-- Opening Marker --

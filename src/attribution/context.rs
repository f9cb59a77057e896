use serde_json::Value;
use std::collections::HashMap;
use std::sync::{Arc, RwLock};

/// Ambient per-operation context the attribution resolver reads from.
///
/// Implemented by whatever carries request-scoped state in the host
/// application (a task-local map, a middleware-populated registry, a
/// session object). The contract is a single keyed lookup scoped to the
/// current logical operation.
pub trait AmbientContext: Send + Sync {
    fn get(&self, key: &str) -> Option<Value>;
}

/// Plain shared-map context, sufficient for applications that set the
/// acting principal once per operation, and for tests.
#[derive(Default, Clone)]
pub struct MapContext {
    values: Arc<RwLock<HashMap<String, Value>>>,
}

impl MapContext {
    pub fn new() -> Self {
        Self::default()
    }

    pub fn set(&self, key: impl Into<String>, value: Value) {
        if let Ok(mut values) = self.values.write() {
            values.insert(key.into(), value);
        }
    }

    pub fn remove(&self, key: &str) {
        if let Ok(mut values) = self.values.write() {
            values.remove(key);
        }
    }
}

impl AmbientContext for MapContext {
    fn get(&self, key: &str) -> Option<Value> {
        self.values.read().ok().and_then(|values| values.get(key).cloned())
    }
}
use super::Operation;

/// Shape of the payload a history record should carry.
#[derive(Debug, Clone, Copy, PartialEq, Eq)]
pub enum PayloadPlan {
    /// Full post-state (or pre-removal state) snapshot.
    Snapshot,
    /// Structural delta against the captured original.
    Diff,
}

/// Decide snapshot-vs-diff for one lifecycle event.
///
/// Diffs are only ever produced on the update path of an entity that
/// already existed, and only when diff mode is on. Inserts always snapshot
/// the after state; removals always snapshot the pre-removal state.
pub fn select(operation: Operation, diff_only: bool, is_new: bool) -> PayloadPlan {
    match operation {
        Operation::Insert | Operation::Remove => PayloadPlan::Snapshot,
        Operation::Update if diff_only && !is_new => PayloadPlan::Diff,
        Operation::Update => PayloadPlan::Snapshot,
    }
}

#[cfg(test)]
mod tests {
    use super::*;

    #[test]
    fn insert_always_snapshots_even_in_diff_mode() {
        assert_eq!(select(Operation::Insert, true, true), PayloadPlan::Snapshot);
        assert_eq!(select(Operation::Insert, false, true), PayloadPlan::Snapshot);
    }

    #[test]
    fn remove_always_snapshots() {
        assert_eq!(select(Operation::Remove, true, false), PayloadPlan::Snapshot);
        assert_eq!(select(Operation::Remove, false, false), PayloadPlan::Snapshot);
    }

    #[test]
    fn update_diffs_only_when_diff_mode_on_and_entity_existed() {
        assert_eq!(select(Operation::Update, true, false), PayloadPlan::Diff);
        assert_eq!(select(Operation::Update, false, false), PayloadPlan::Snapshot);
        assert_eq!(select(Operation::Update, true, true), PayloadPlan::Snapshot);
    }
}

-- Closing Marker --

§ Work to complete
Filter the material above down to the lines that hold the word "String".

§ Reply to the exercise
    values: Arc<RwLock<HashMap<String, Value>>>,
    pub fn set(&self, key: impl Into<String>, value: Value) {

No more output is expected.